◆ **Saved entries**
◇ ◇ ◇
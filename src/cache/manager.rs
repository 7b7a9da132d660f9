use std::collections::HashMap;
use std::sync::Arc;

use bytes::Bytes;
use parking_lot::Mutex;
use tokio::sync::OnceCell;

use super::downloaded::DownloadedSet;
use super::store::{AssetKind, ByteStore, StoreError};
use crate::catalog::{get_model_paths, Voice};
use crate::config::DownloadMilestones;
use crate::fetch::AssetFetcher;

/// Download failures, tagged by stage.
///
/// `Clone` so every caller awaiting a deduplicated download gets the outcome.
#[derive(thiserror::Error, Debug, Clone, PartialEq, Eq)]
pub enum DownloadError {
    #[error("No model files found for voice {0}")]
    NoModelFiles(String),
    #[error("Failed to download model file for voice {voice}: {reason}")]
    ModelDownload { voice: String, reason: String },
    #[error("Failed to download config file for voice {voice}: {reason}")]
    ConfigDownload { voice: String, reason: String },
    #[error("Failed to store {kind} asset for voice {voice}: {reason}")]
    Store {
        voice: String,
        kind: AssetKind,
        reason: String,
    },
}

/// Both cached assets of one voice.
#[derive(Debug, Clone, PartialEq)]
pub struct ModelAssets {
    pub voice_id: String,
    pub model: Bytes,
    pub config: Bytes,
}

type DownloadSlot = Arc<OnceCell<Result<(), DownloadError>>>;

/// Checks, downloads and evicts voice assets in the byte store.
///
/// The only writer of both the store and the [`DownloadedSet`] hint.
pub struct ModelCacheManager {
    store: Arc<dyn ByteStore>,
    fetcher: Arc<dyn AssetFetcher>,
    downloaded: Arc<DownloadedSet>,
    milestones: DownloadMilestones,
    in_flight: Mutex<HashMap<String, DownloadSlot>>,
}

impl ModelCacheManager {
    pub fn new(
        store: Arc<dyn ByteStore>,
        fetcher: Arc<dyn AssetFetcher>,
        downloaded: Arc<DownloadedSet>,
    ) -> Self {
        Self {
            store,
            fetcher,
            downloaded,
            milestones: DownloadMilestones::default(),
            in_flight: Mutex::new(HashMap::new()),
        }
    }

    pub fn with_milestones(mut self, milestones: DownloadMilestones) -> Self {
        self.milestones = milestones;
        self
    }

    pub fn downloaded(&self) -> &Arc<DownloadedSet> {
        &self.downloaded
    }

    pub fn store(&self) -> &Arc<dyn ByteStore> {
        &self.store
    }

    /// True only if both assets are present and non-empty.
    ///
    /// Only checks for existence; the assets are not read. Any failure along
    /// the way (no model file in the catalog entry, store error) reads as
    /// "not cached".
    pub async fn is_model_cached(&self, voice: &Voice) -> bool {
        if let Err(e) = get_model_paths(voice) {
            log::warn!("Cannot check cache for {}: {e}", voice.id);
            return false;
        }

        for kind in [AssetKind::Model, AssetKind::Config] {
            match self.store.exists(&voice.id, kind).await {
                Ok(true) => {}
                Ok(false) => {
                    log::debug!("Cache miss: {} ({kind})", voice.id);
                    return false;
                }
                Err(e) => {
                    log::warn!("Cache check failed for {} ({kind}): {e}", voice.id);
                    return false;
                }
            }
        }
        true
    }

    /// Read both assets, or `None` if either is missing, empty or unreadable.
    pub async fn load_assets(&self, voice: &Voice) -> Option<ModelAssets> {
        if let Err(e) = get_model_paths(voice) {
            log::warn!("Cannot check cache for {}: {e}", voice.id);
            return None;
        }

        let model = self.read_asset(voice, AssetKind::Model).await?;
        let config = self.read_asset(voice, AssetKind::Config).await?;

        log::debug!("Cache hit: {}", voice.id);
        Some(ModelAssets {
            voice_id: voice.id.clone(),
            model,
            config,
        })
    }

    async fn read_asset(&self, voice: &Voice, kind: AssetKind) -> Option<Bytes> {
        match self.store.get(&voice.id, kind).await {
            Ok(Some(bytes)) if !bytes.is_empty() => Some(bytes),
            Ok(_) => {
                log::debug!("Cache miss: {} ({kind})", voice.id);
                None
            }
            Err(e) => {
                log::warn!("Cache read failed for {} ({kind}): {e}", voice.id);
                None
            }
        }
    }

    /// Check the store and bring the downloaded hint in line with it.
    pub async fn verify_model_cache(&self, voice: &Voice) -> bool {
        let cached = self.is_model_cached(voice).await;
        if cached {
            self.downloaded.insert(&voice.id).await;
        } else if self.downloaded.remove(&voice.id).await {
            log::info!("Voice {} was evicted from the cache", voice.id);
        }
        cached
    }

    /// Download the voice unless the store already holds it.
    pub async fn ensure_model(
        &self,
        voice: &Voice,
        on_progress: Option<&(dyn Fn(u8) + Send + Sync)>,
    ) -> Result<(), DownloadError> {
        if self.verify_model_cache(voice).await {
            return Ok(());
        }
        self.download_model(voice, on_progress).await
    }

    /// Fetch and persist the model asset, then the config asset.
    ///
    /// On success `on_progress` sees exactly the configured milestones in
    /// order. A concurrent call for a voice that is already downloading waits
    /// for that download instead of fetching again; only the first caller's
    /// callback receives milestones.
    pub async fn download_model(
        &self,
        voice: &Voice,
        on_progress: Option<&(dyn Fn(u8) + Send + Sync)>,
    ) -> Result<(), DownloadError> {
        let slot = self
            .in_flight
            .lock()
            .entry(voice.id.clone())
            .or_insert_with(|| Arc::new(OnceCell::new()))
            .clone();

        let result = slot
            .get_or_init(|| self.fetch_and_store(voice, on_progress))
            .await
            .clone();

        let mut in_flight = self.in_flight.lock();
        if in_flight
            .get(&voice.id)
            .is_some_and(|current| Arc::ptr_eq(current, &slot))
        {
            in_flight.remove(&voice.id);
        }

        result
    }

    async fn fetch_and_store(
        &self,
        voice: &Voice,
        on_progress: Option<&(dyn Fn(u8) + Send + Sync)>,
    ) -> Result<(), DownloadError> {
        let report = |percent: u8| {
            if let Some(callback) = on_progress {
                callback(percent);
            }
        };

        let paths =
            get_model_paths(voice).map_err(|_| DownloadError::NoModelFiles(voice.id.clone()))?;
        log::info!("Downloading voice {} from {}", voice.id, paths.model_path);

        let model = self
            .fetcher
            .fetch(&paths.model_path)
            .await
            .map_err(|e| DownloadError::ModelDownload {
                voice: voice.id.clone(),
                reason: e.to_string(),
            })?;
        report(self.milestones.model_fetched);

        self.put(voice, AssetKind::Model, model).await?;
        report(self.milestones.model_stored);

        let config = self
            .fetcher
            .fetch(&paths.config_path)
            .await
            .map_err(|e| DownloadError::ConfigDownload {
                voice: voice.id.clone(),
                reason: e.to_string(),
            })?;
        self.put(voice, AssetKind::Config, config).await?;

        self.downloaded.insert(&voice.id).await;
        log::info!("Voice {} downloaded", voice.id);
        report(self.milestones.complete);
        Ok(())
    }

    async fn put(&self, voice: &Voice, kind: AssetKind, bytes: Bytes) -> Result<(), DownloadError> {
        self.store
            .put(&voice.id, kind, bytes)
            .await
            .map_err(|e| DownloadError::Store {
                voice: voice.id.clone(),
                kind,
                reason: e.to_string(),
            })
    }

    /// Remove both assets and the downloaded hint.
    pub async fn delete_model(&self, voice: &Voice) -> Result<(), StoreError> {
        self.store.delete(&voice.id, AssetKind::Model).await?;
        self.store.delete(&voice.id, AssetKind::Config).await?;
        self.downloaded.remove(&voice.id).await;
        log::info!("Deleted cached voice {}", voice.id);
        Ok(())
    }
}
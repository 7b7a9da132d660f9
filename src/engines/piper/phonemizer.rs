use std::io::Write;
use std::path::PathBuf;
use std::process::{Command, Stdio};

use super::config::PiperConfig;
use super::model::PiperError;
use crate::text::script::is_cjk_punctuation;

/// Where to find espeak-ng.
///
/// Both fields fall back to the system install when `None`.
#[derive(Debug, Clone, Default)]
pub struct EspeakConfig {
    pub bin_path: Option<PathBuf>,
    pub data_path: Option<PathBuf>,
}

impl EspeakConfig {
    fn command(&self) -> Command {
        let mut command = match &self.bin_path {
            Some(bin) => Command::new(bin),
            None => Command::new("espeak-ng"),
        };
        if let Some(data) = &self.data_path {
            command.arg(format!("--path={}", data.display()));
        }
        command
    }
}

/// Convert text to Piper model input ids via espeak-ng.
///
/// Clause punctuation is passed through as its own phoneme, so the model
/// sees pauses where the text has them. All clauses go to espeak-ng in one
/// call.
pub fn phonemize(
    text: &str,
    config: &PiperConfig,
    espeak: &EspeakConfig,
) -> Result<Vec<i64>, PiperError> {
    let clauses = split_clauses(text);
    if clauses.is_empty() {
        return Ok(Vec::new());
    }

    let spoken: Vec<&str> = clauses
        .iter()
        .map(|clause| clause.words.as_str())
        .filter(|words| !words.is_empty())
        .collect();
    let mut ipa = espeak_ipa(&spoken, &config.espeak.voice, espeak)?.into_iter();

    let mut phonemes = Vec::with_capacity(clauses.len());
    for clause in &clauses {
        let mut piece = if clause.words.is_empty() {
            String::new()
        } else {
            ipa.next().unwrap_or_default()
        };
        if let Some(mark) = clause.mark {
            piece.push(mark);
        }
        if !piece.is_empty() {
            phonemes.push(piece);
        }
    }

    Ok(config.phonemes_to_ids(phonemes.join(" ").chars()))
}

/// Words up to a pause, and the punctuation that closed them.
#[derive(Debug, Clone, PartialEq, Eq)]
struct Clause {
    words: String,
    mark: Option<char>,
}

fn split_clauses(text: &str) -> Vec<Clause> {
    let chars: Vec<char> = text.chars().collect();
    let mut clauses = Vec::new();
    let mut pending = String::new();

    for (i, &ch) in chars.iter().enumerate() {
        if let Some(mark) = pause_mark(ch).filter(|_| !joins_digits(&chars, i)) {
            clauses.push(Clause {
                words: collapse_whitespace(&pending),
                mark: Some(mark),
            });
            pending.clear();
        } else {
            pending.push(ch);
        }
    }

    let words = collapse_whitespace(&pending);
    if !words.is_empty() {
        clauses.push(Clause { words, mark: None });
    }
    clauses
}

fn collapse_whitespace(text: &str) -> String {
    text.split_whitespace().collect::<Vec<_>>().join(" ")
}

/// Punctuation Piper phoneme maps carry, with full-width forms folded to
/// ASCII.
fn pause_mark(ch: char) -> Option<char> {
    let ascii = match ch {
        '。' | '｡' => '.',
        '、' => ',',
        _ if is_cjk_punctuation(ch) => (ch as u32)
            .checked_sub(0xFEE0)
            .and_then(char::from_u32)
            .filter(char::is_ascii)?,
        _ => ch,
    };
    matches!(ascii, '.' | '!' | '?' | ',' | ';' | ':').then_some(ascii)
}

/// `.` or `,` inside a number such as `2.0` or `1,000`.
fn joins_digits(chars: &[char], i: usize) -> bool {
    matches!(chars[i], '.' | ',')
        && i > 0
        && chars[i - 1].is_ascii_digit()
        && chars.get(i + 1).is_some_and(char::is_ascii_digit)
}

/// IPA for each entry of `lines`, in order.
///
/// espeak-ng answers one line per input line; if it merges or splits lines
/// the entries are phonemized one call each instead.
fn espeak_ipa(
    lines: &[&str],
    voice: &str,
    espeak: &EspeakConfig,
) -> Result<Vec<String>, PiperError> {
    if lines.is_empty() {
        return Ok(Vec::new());
    }

    let output = run_espeak(&lines.join("\n"), voice, espeak)?;
    let answered: Vec<&str> = output.lines().map(str::trim).collect();
    if answered.len() == lines.len() {
        return Ok(answered.into_iter().map(clean_ipa).collect());
    }

    log::debug!(
        "espeak-ng returned {} lines for {}, phonemizing one at a time",
        answered.len(),
        lines.len()
    );
    lines
        .iter()
        .map(|line| run_espeak(line, voice, espeak).map(|ipa| clean_ipa(&ipa)))
        .collect()
}

/// Join multi-line output and drop espeak's word-joining underscores.
fn clean_ipa(ipa: &str) -> String {
    ipa.split_whitespace()
        .collect::<Vec<_>>()
        .join(" ")
        .replace('_', "")
}

fn run_espeak(input: &str, voice: &str, espeak: &EspeakConfig) -> Result<String, PiperError> {
    let mut child = espeak
        .command()
        .args(["--ipa", "--stdin", "-q", "-v", voice])
        .stdin(Stdio::piped())
        .stdout(Stdio::piped())
        .stderr(Stdio::piped())
        .spawn()
        .map_err(|e| match e.kind() {
            std::io::ErrorKind::NotFound => PiperError::EspeakNotFound,
            _ => PiperError::Io(e),
        })?;

    if let Some(mut stdin) = child.stdin.take() {
        stdin.write_all(stdin_payload(input).as_bytes())?;
    }

    let output = child.wait_with_output()?;
    if !output.status.success() {
        return Err(PiperError::PhonemizerFailed(format!(
            "espeak-ng exited with code {:?}: {}",
            output.status.code(),
            String::from_utf8_lossy(&output.stderr)
        )));
    }
    Ok(String::from_utf8_lossy(&output.stdout).into_owned())
}

/// espeak-ng under-processes a final line without a terminator.
fn stdin_payload(input: &str) -> String {
    let mut payload = input.to_owned();
    if !payload.ends_with('\n') {
        payload.push('\n');
    }
    payload
}
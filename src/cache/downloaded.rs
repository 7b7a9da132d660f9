use std::collections::BTreeSet;
use std::path::{Path, PathBuf};

use parking_lot::Mutex;
use tokio::fs;
use tokio::io::AsyncWriteExt;

/// Persisted set of voice ids believed to be cached.
///
/// This is a hint only: the byte store can be evicted behind our back, so
/// membership must be confirmed against the store before skipping a download.
/// Persistence failures are logged and never surface to callers.
#[derive(Debug, Default)]
pub struct DownloadedSet {
    path: Option<PathBuf>,
    ids: Mutex<BTreeSet<String>>,
    /// Serializes writers so the newest snapshot is always the last written.
    write_lock: tokio::sync::Mutex<()>,
}

impl DownloadedSet {
    /// A set that is never written to disk.
    pub fn in_memory() -> Self {
        Self::default()
    }

    /// Read the persisted id list.
    ///
    /// A missing, unreadable or malformed file yields an empty set.
    pub async fn load(path: impl Into<PathBuf>) -> Self {
        let path = path.into();
        let ids = match fs::read(&path).await {
            Ok(data) => match serde_json::from_slice::<Vec<String>>(&data) {
                Ok(ids) => ids.into_iter().collect(),
                Err(e) => {
                    log::warn!("Ignoring malformed downloaded list {}: {e}", path.display());
                    BTreeSet::new()
                }
            },
            Err(e) if e.kind() == std::io::ErrorKind::NotFound => BTreeSet::new(),
            Err(e) => {
                log::warn!("Failed to read downloaded list {}: {e}", path.display());
                BTreeSet::new()
            }
        };

        log::debug!("Loaded {} downloaded voice ids", ids.len());
        Self {
            path: Some(path),
            ids: Mutex::new(ids),
            write_lock: tokio::sync::Mutex::new(()),
        }
    }

    pub fn path(&self) -> Option<&Path> {
        self.path.as_deref()
    }

    pub fn contains(&self, id: &str) -> bool {
        self.ids.lock().contains(id)
    }

    /// Ids in sorted order.
    pub fn ids(&self) -> Vec<String> {
        self.ids.lock().iter().cloned().collect()
    }

    pub fn len(&self) -> usize {
        self.ids.lock().len()
    }

    pub fn is_empty(&self) -> bool {
        self.ids.lock().is_empty()
    }

    /// Record `id` and persist. Returns whether it was new.
    pub async fn insert(&self, id: &str) -> bool {
        let inserted = self.ids.lock().insert(id.to_string());
        self.persist_logged().await;
        inserted
    }

    /// Forget `id`, persisting only when something changed.
    pub async fn remove(&self, id: &str) -> bool {
        let removed = self.ids.lock().remove(id);
        if removed {
            self.persist_logged().await;
        }
        removed
    }

    /// Write the id list as a JSON array.
    ///
    /// The file is replaced atomically; a reader never sees a partial list.
    pub async fn persist(&self) -> std::io::Result<()> {
        let Some(path) = &self.path else {
            return Ok(());
        };

        let _guard = self.write_lock.lock().await;
        // Snapshot only once the lock is held.
        let json = serde_json::to_vec(&self.ids())?;
        if let Some(parent) = path.parent() {
            if !parent.as_os_str().is_empty() {
                fs::create_dir_all(parent).await?;
            }
        }

        let temp_path = path.with_extension("tmp");
        let mut file = fs::File::create(&temp_path).await?;
        file.write_all(&json).await?;
        file.sync_all().await?;
        drop(file);

        fs::rename(&temp_path, path).await
    }

    async fn persist_logged(&self) {
        if let Err(e) = self.persist().await {
            log::warn!("Failed to persist downloaded voice list: {e}");
        }
    }
}
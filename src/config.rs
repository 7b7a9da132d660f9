//! Runtime configuration.
//!
//! Every policy constant here (chunk budgets, download milestones) is a
//! product-tuning choice, so all of them can be overridden from a JSON file or
//! through [`TtsConfigBuilder`].

use std::path::{Path, PathBuf};

use derive_builder::Builder;
use serde::{Deserialize, Serialize};

use crate::text::{is_cjk_dominant, DEFAULT_MAX_CHARS};

/// Public Piper voice repository; catalog file paths are relative to it.
pub const DEFAULT_VOICES_BASE_URL: &str =
    "https://huggingface.co/rhasspy/piper-voices/resolve/main";

#[derive(thiserror::Error, Debug)]
pub enum ConfigError {
    #[error("I/O error: {0}")]
    Io(#[from] std::io::Error),
    #[error("Invalid config: {0}")]
    Parse(#[from] serde_json::Error),
}

#[derive(Debug, Clone, PartialEq, Serialize, Deserialize, Builder)]
#[builder(default, setter(into))]
#[serde(default)]
pub struct TtsConfig {
    /// Base URL that catalog file paths are resolved against
    pub voices_base_url: String,
    /// Root directory of the filesystem byte store
    pub cache_dir: PathBuf,
    /// JSON file holding the ids of voices believed to be downloaded
    pub downloaded_list_path: PathBuf,
    pub segmentation: SegmentationConfig,
    pub download: DownloadMilestones,
}

impl Default for TtsConfig {
    fn default() -> Self {
        Self {
            voices_base_url: DEFAULT_VOICES_BASE_URL.to_string(),
            cache_dir: PathBuf::from(".piper-local/models"),
            downloaded_list_path: PathBuf::from(".piper-local/downloaded-models.json"),
            segmentation: SegmentationConfig::default(),
            download: DownloadMilestones::default(),
        }
    }
}

impl TtsConfig {
    /// Load a config file; absent fields keep their defaults.
    pub fn from_json_file(path: impl AsRef<Path>) -> Result<Self, ConfigError> {
        let content = std::fs::read_to_string(path)?;
        Ok(serde_json::from_str(&content)?)
    }
}

/// Character budgets for chunking.
#[derive(Debug, Clone, Copy, PartialEq, Eq, Serialize, Deserialize)]
#[serde(default)]
pub struct SegmentationConfig {
    pub max_chars: usize,
    /// Smaller budget for CJK-dominant text, which costs more audio per character
    pub cjk_max_chars: usize,
}

impl Default for SegmentationConfig {
    fn default() -> Self {
        Self {
            max_chars: DEFAULT_MAX_CHARS,
            cjk_max_chars: 150,
        }
    }
}

impl SegmentationConfig {
    /// Budget to use for `text`, based on its dominant script.
    pub fn budget_for(&self, text: &str) -> usize {
        if is_cjk_dominant(text) {
            self.cjk_max_chars
        } else {
            self.max_chars
        }
    }
}

/// Percentages reported by a successful download, in order.
#[derive(Debug, Clone, Copy, PartialEq, Eq, Serialize, Deserialize)]
#[serde(default)]
pub struct DownloadMilestones {
    /// Model asset fetched, about to be written
    pub model_fetched: u8,
    /// Model asset written
    pub model_stored: u8,
    /// Config asset written
    pub complete: u8,
}

impl Default for DownloadMilestones {
    fn default() -> Self {
        Self {
            model_fetched: 25,
            model_stored: 75,
            complete: 100,
        }
    }
}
◇ ◇ ◇
◆ **WHAT THE TASK ASKS**
Each line above with the string "bool" should be reported in full.

◆ **FINISHED TASK**
    pub async fn is_model_cached(&self, voice: &Voice) -> bool {
    pub async fn verify_model_cache(&self, voice: &Voice) -> bool {
fn joins_digits(chars: &[char], i: usize) -> bool {
    pub fn contains(&self, id: &str) -> bool {
    pub fn is_empty(&self) -> bool {
    pub async fn insert(&self, id: &str) -> bool {
    pub async fn remove(&self, id: &str) -> bool {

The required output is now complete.